[ENTRIES SUPPLIED — start]
//! Decoding of the loosely-typed build options map.
//!
//! Keys are matched case-insensitively. Decoding is pure: the same map always
//! yields the same [`Options`], which keeps cache keys stable.

use std::collections::BTreeMap;
use std::fmt;
use std::str::FromStr;

use serde::Deserialize;
use serde_json::Value;

use crate::bundler::BundlerOptions;
use crate::{Error, Result};

/// The options map as supplied by callers.
pub type OptionsMap = serde_json::Map<String, Value>;

/// Name of the virtual module exposing `params` to scripts.
pub const PARAMS_MODULE: &str = "@params";

/// ECMAScript version the bundler lowers syntax to.
#[derive(Debug, Clone, Copy, PartialEq, Eq, Hash, Default)]
pub enum Target {
    Es2015,
    Es2016,
    Es2017,
    Es2018,
    Es2019,
    Es2020,
    Es2021,
    Es2022,
    Es2023,
    Es2024,
    #[default]
    EsNext,
}

impl Target {
    pub fn as_str(self) -> &'static str {
        match self {
            Target::Es2015 => "es2015",
            Target::Es2016 => "es2016",
            Target::Es2017 => "es2017",
            Target::Es2018 => "es2018",
            Target::Es2019 => "es2019",
            Target::Es2020 => "es2020",
            Target::Es2021 => "es2021",
            Target::Es2022 => "es2022",
            Target::Es2023 => "es2023",
            Target::Es2024 => "es2024",
            Target::EsNext => "esnext",
        }
    }
}

impl FromStr for Target {
    type Err = Error;

    fn from_str(s: &str) -> Result<Self> {
        match s.to_lowercase().as_str() {
            "" | "esnext" => Ok(Target::EsNext),
            "es6" | "es2015" => Ok(Target::Es2015),
            "es2016" => Ok(Target::Es2016),
            "es2017" => Ok(Target::Es2017),
            "es2018" => Ok(Target::Es2018),
            "es2019" => Ok(Target::Es2019),
            "es2020" => Ok(Target::Es2020),
            "es2021" => Ok(Target::Es2021),
            "es2022" => Ok(Target::Es2022),
            "es2023" => Ok(Target::Es2023),
            "es2024" => Ok(Target::Es2024),
            other => Err(Error::invalid_option(
                "target",
                format!("unsupported target '{other}'. Expected: es2015..es2024 or esnext"),
            )),
        }
    }
}

impl fmt::Display for Target {
    fn fmt(&self, f: &mut fmt::Formatter<'_>) -> fmt::Result {
        f.write_str(self.as_str())
    }
}

/// Module format of the bundle.
#[derive(Debug, Clone, Copy, PartialEq, Eq, Hash, Default)]
pub enum Format {
    #[default]
    Iife,
    Cjs,
    Esm,
}

impl FromStr for Format {
    type Err = Error;

    fn from_str(s: &str) -> Result<Self> {
        match s.to_lowercase().as_str() {
            "" | "iife" => Ok(Format::Iife),
            "cjs" => Ok(Format::Cjs),
            "esm" => Ok(Format::Esm),
            other => Err(Error::invalid_option(
                "format",
                format!("unsupported format '{other}'. Expected: iife, cjs, esm"),
            )),
        }
    }
}

/// How source maps are produced and referenced.
#[derive(Debug, Clone, Copy, PartialEq, Eq, Hash, Default)]
pub enum SourceMapMode {
    #[default]
    None,
    Inline,
    External,
    Linked,
}

impl SourceMapMode {
    /// Whether a separate `.map` file is published next to the output.
    pub fn publishes_map_file(self) -> bool {
        matches!(self, SourceMapMode::External | SourceMapMode::Linked)
    }
}

impl FromStr for SourceMapMode {
    type Err = Error;

    fn from_str(s: &str) -> Result<Self> {
        match s.to_lowercase().as_str() {
            "" | "none" => Ok(SourceMapMode::None),
            "inline" => Ok(SourceMapMode::Inline),
            "external" => Ok(SourceMapMode::External),
            "linked" => Ok(SourceMapMode::Linked),
            other => Err(Error::invalid_option(
                "sourceMap",
                format!("unsupported source map mode '{other}'. Expected: inline, external, linked, none"),
            )),
        }
    }
}

/// How JSX syntax is handled.
#[derive(Debug, Clone, Copy, PartialEq, Eq, Hash, Default)]
pub enum JsxMode {
    #[default]
    Transform,
    Preserve,
    Automatic,
}

impl FromStr for JsxMode {
    type Err = Error;

    fn from_str(s: &str) -> Result<Self> {
        match s.to_lowercase().as_str() {
            "" | "transform" => Ok(JsxMode::Transform),
            "preserve" => Ok(JsxMode::Preserve),
            "automatic" => Ok(JsxMode::Automatic),
            other => Err(Error::invalid_option(
                "jsx",
                format!("unsupported jsx mode '{other}'. Expected: transform, preserve, automatic"),
            )),
        }
    }
}

/// Options decoded from an [`OptionsMap`].
#[derive(Debug, Clone, Default, PartialEq)]
pub struct Options {
    /// Where the primary output is published, overriding the resource path.
    pub target_path: Option<String>,
    pub target: Target,
    pub format: Format,
    pub minify: bool,
    pub source_map: SourceMapMode,
    pub jsx: JsxMode,
    pub jsx_import_source: Option<String>,
    /// Files, relative to the asset root, injected into every entry.
    pub inject: Vec<String>,
    /// Explicit entry points, relative to the asset root.
    pub entry_points: Vec<String>,
    pub externals: Vec<String>,
    pub defines: BTreeMap<String, String>,
    pub avoid_tdz: bool,
    /// Exposed to scripts as the default export of `@params`.
    pub params: Option<Value>,
}

#[derive(Deserialize)]
#[serde(untagged)]
enum OneOrMany {
    One(String),
    Many(Vec<String>),
}

fn one_or_many<'de, D>(deserializer: D) -> std::result::Result<Vec<String>, D::Error>
where
    D: serde::Deserializer<'de>,
{
    Ok(match Option::<OneOrMany>::deserialize(deserializer)? {
        None => Vec::new(),
        Some(OneOrMany::One(s)) => vec![s],
        Some(OneOrMany::Many(v)) => v,
    })
}

#[derive(Debug, Default, Deserialize)]
#[serde(default)]
struct RawOptions {
    #[serde(rename = "targetpath")]
    target_path: Option<String>,
    target: Option<String>,
    format: Option<String>,
    minify: Option<bool>,
    #[serde(rename = "sourcemap")]
    source_map: Option<String>,
    jsx: Option<String>,
    #[serde(rename = "jsximportsource")]
    jsx_import_source: Option<String>,
    #[serde(deserialize_with = "one_or_many")]
    inject: Vec<String>,
    #[serde(rename = "entrypoints", deserialize_with = "one_or_many")]
    entry_points: Vec<String>,
    #[serde(deserialize_with = "one_or_many")]
    externals: Vec<String>,
    defines: Option<BTreeMap<String, Value>>,
    #[serde(rename = "avoidtdz")]
    avoid_tdz: Option<bool>,
    params: Option<Value>,
}

/// Copy of the map with top-level keys lowercased.
pub(crate) fn lowercase_keys(map: &OptionsMap) -> OptionsMap {
    map.iter()
        .map(|(k, v)| (k.to_lowercase(), v.clone()))
        .collect()
}

fn define_value(value: Value) -> String {
    match value {
        Value::String(s) => s,
        other => other.to_string(),
    }
}

impl Options {
    /// Decodes an options map. Unknown keys are ignored.
    pub fn decode(map: &OptionsMap) -> Result<Self> {
        let raw: RawOptions = serde_json::from_value(Value::Object(lowercase_keys(map)))
            .map_err(|e| Error::invalid_option("options", e.to_string()))?;

        Ok(Self {
            target_path: raw
                .target_path
                .map(|p| p.trim_start_matches('/').to_string())
                .filter(|p| !p.is_empty()),
            target: raw.target.as_deref().unwrap_or_default().parse()?,
            format: raw.format.as_deref().unwrap_or_default().parse()?,
            minify: raw.minify.unwrap_or(false),
            source_map: raw.source_map.as_deref().unwrap_or_default().parse()?,
            jsx: raw.jsx.as_deref().unwrap_or_default().parse()?,
            jsx_import_source: raw.jsx_import_source.filter(|s| !s.is_empty()),
            inject: raw.inject,
            entry_points: raw.entry_points,
            externals: raw.externals,
            defines: raw
                .defines
                .unwrap_or_default()
                .into_iter()
                .map(|(k, v)| (k, define_value(v)))
                .collect(),
            avoid_tdz: raw.avoid_tdz.unwrap_or(false),
            params: raw.params.filter(|p| !p.is_null()),
        })
    }

    /// Translates the options into bundler options. Entry points, injects and
    /// directories are filled in by the orchestrator.
    pub fn to_bundler_options(&self) -> BundlerOptions {
        let mut virtual_modules = BTreeMap::new();
        if let Some(params) = &self.params {
            virtual_modules.insert(
                PARAMS_MODULE.to_string(),
                format!("export default {params};\n"),
            );
        }

        BundlerOptions {
            bundle: true,
            target: self.target,
            format: self.format,
            minify_whitespace: self.minify,
            minify_identifiers: self.minify,
            minify_syntax: self.minify,
            source_map: self.source_map,
            jsx: self.jsx,
            jsx_import_source: self.jsx_import_source.clone(),
            external: self.externals.clone(),
            define: self.defines.clone(),
            avoid_tdz: self.avoid_tdz,
            virtual_modules,
            ..Default::default()
        }
    }
}
//! Result caching with at-most-one build per key.
//!
//! [`ResultCache`] hands every caller of a key the same in-flight slot. The
//! first caller runs the build; concurrent callers wait on it and share the
//! outcome. Successes stay cached, failures are shared with the waiters of
//! that flight and then evicted so the next call builds again.

mod key;

use std::future::Future;
use std::sync::Arc;

use dashmap::DashMap;
use tokio::sync::OnceCell;

use crate::{Error, Result};

pub use key::CacheKey;

type Slot<V> = Arc<OnceCell<std::result::Result<V, Arc<Error>>>>;

/// Get-or-create cache keyed by string.
#[derive(Debug)]
pub struct ResultCache<V> {
    slots: DashMap<String, Slot<V>>,
}

impl<V> Default for ResultCache<V> {
    fn default() -> Self {
        Self {
            slots: DashMap::new(),
        }
    }
}

impl<V: Clone> ResultCache<V> {
    pub fn new() -> Self {
        Self::default()
    }

    /// Returns the cached value for `key`, running `create` if no build for it
    /// has completed or is in flight.
    pub async fn get_or_create<F, Fut>(&self, key: &str, create: F) -> Result<V>
    where
        F: FnOnce() -> Fut,
        Fut: Future<Output = Result<V>>,
    {
        let slot: Slot<V> = Arc::clone(
            &*self
                .slots
                .entry(key.to_string())
                .or_insert_with(|| Arc::new(OnceCell::new())),
        );

        if slot.initialized() {
            tracing::debug!(key, "result cache hit");
        }

        let outcome = slot
            .get_or_init(|| async {
                tracing::debug!(key, "result cache miss, building");
                create().await.map_err(Arc::new)
            })
            .await;

        match outcome {
            Ok(value) => Ok(value.clone()),
            Err(err) => {
                self.slots.remove_if(key, |_, current| Arc::ptr_eq(current, &slot));
                Err(Error::Shared(Arc::clone(err)))
            }
        }
    }

    /// The completed value for `key`, if any.
    pub fn get(&self, key: &str) -> Option<V> {
        let slot = self.slots.get(key)?;
        match slot.get() {
            Some(Ok(value)) => Some(value.clone()),
            _ => None,
        }
    }

    pub fn len(&self) -> usize {
        self.slots.len()
    }

    pub fn is_empty(&self) -> bool {
        self.slots.is_empty()
    }

    pub fn clear(&self) {
        self.slots.clear();
    }
}
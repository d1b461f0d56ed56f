//! `kiln build`: bundle resources and write the artifacts to the site output.

use std::path::Path;
use std::sync::Arc;
use std::time::{Duration, Instant};

use console::style;
use kiln_js::{BuildInput, Client, FsPublisher, OsAssetFs, Publisher, Resource};
use kiln_rolldown::RolldownBundler;

use crate::cli::BuildArgs;
use crate::config::KilnConfig;
use crate::error::{CliError, Result};

/// Runs the build command.
///
/// 1. Load configuration (flags > env > file > defaults)
/// 2. Read each resource from the layered asset tree
/// 3. Process them through the client: one resource builds alone, several
///    build together
/// 4. Write every artifact under the output directory
pub async fn execute(args: BuildArgs, quiet: bool) -> Result<()> {
    let start = Instant::now();

    let config = KilnConfig::load(&args)?;
    tracing::debug!(
        assets = ?config.assets,
        out_dir = %config.out_dir.display(),
        "configuration loaded"
    );

    let artifacts = build(&config, &args.resources).await?;
    let out = FsPublisher::new(&config.out_dir);
    write_artifacts(&out, &artifacts)?;

    if !quiet {
        print_summary(out.root(), &artifacts, start.elapsed());
    }
    Ok(())
}

/// Builds `resources` with the given configuration and returns the artifacts.
///
/// Side files (chunks, source maps, CSS) are published under the output
/// directory as part of processing.
pub async fn build(config: &KilnConfig, resources: &[String]) -> Result<Vec<Resource>> {
    let assets = Arc::new(OsAssetFs::layered(config.assets.clone()));
    let bundler = Arc::new(RolldownBundler::new(assets.clone()));
    let publisher = Arc::new(FsPublisher::new(&config.out_dir));
    let client = Client::new(assets.clone(), bundler, publisher, config.client_config());

    let resources = resources
        .iter()
        .map(|name| Resource::from_asset(assets.as_ref(), name))
        .collect::<kiln_js::Result<Vec<_>>>()?;

    let input = match <[Resource; 1]>::try_from(resources) {
        Ok([resource]) => BuildInput::single(resource),
        Err(resources) => BuildInput::multiple(resources),
    };

    tracing::info!(count = input.resources().len(), "building");
    let processed = client.process(input, config.js.to_options_map()).await?;
    Ok(processed.into_artifacts())
}

fn write_artifacts(out: &FsPublisher, artifacts: &[Resource]) -> Result<()> {
    for artifact in artifacts {
        out.publish(artifact.target_path(), artifact.content())
            .map_err(|source| CliError::Write {
                path: out.root().join(artifact.target_path()),
                source,
            })?;
        tracing::debug!(path = artifact.target_path(), "artifact written");
    }
    Ok(())
}

fn print_summary(root: &Path, artifacts: &[Resource], elapsed: Duration) {
    eprintln!(
        "{} Built {} artifact(s) into {} in {}ms",
        style("✓").green().bold(),
        artifacts.len(),
        style(root.display()).cyan(),
        elapsed.as_millis()
    );
    for artifact in artifacts {
        eprintln!(
            "  {} {} {}",
            style(artifact.target_path()).bold(),
            style(artifact.media_type()).dim(),
            style(format_size(artifact.content().len())).dim()
        );
    }
}

fn format_size(bytes: usize) -> String {
    const KB: f64 = 1024.0;
    let bytes = bytes as f64;
    if bytes < KB {
        format!("{bytes} B")
    } else if bytes < KB * KB {
        format!("{:.2} KB", bytes / KB)
    } else {
        format!("{:.2} MB", bytes / (KB * KB))
    }
}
[ENTRIES SUPPLIED — finish]
• TASK TO CARRY OUT: Wherever "FsPublisher" appears in the listing, report the line it is on.

• FINISHED TASK:
use kiln_js::{BuildInput, Client, FsPublisher, OsAssetFs, Publisher, Resource};
    let out = FsPublisher::new(&config.out_dir);
    let publisher = Arc::new(FsPublisher::new(&config.out_dir));
fn write_artifacts(out: &FsPublisher, artifacts: &[Resource]) -> Result<()> {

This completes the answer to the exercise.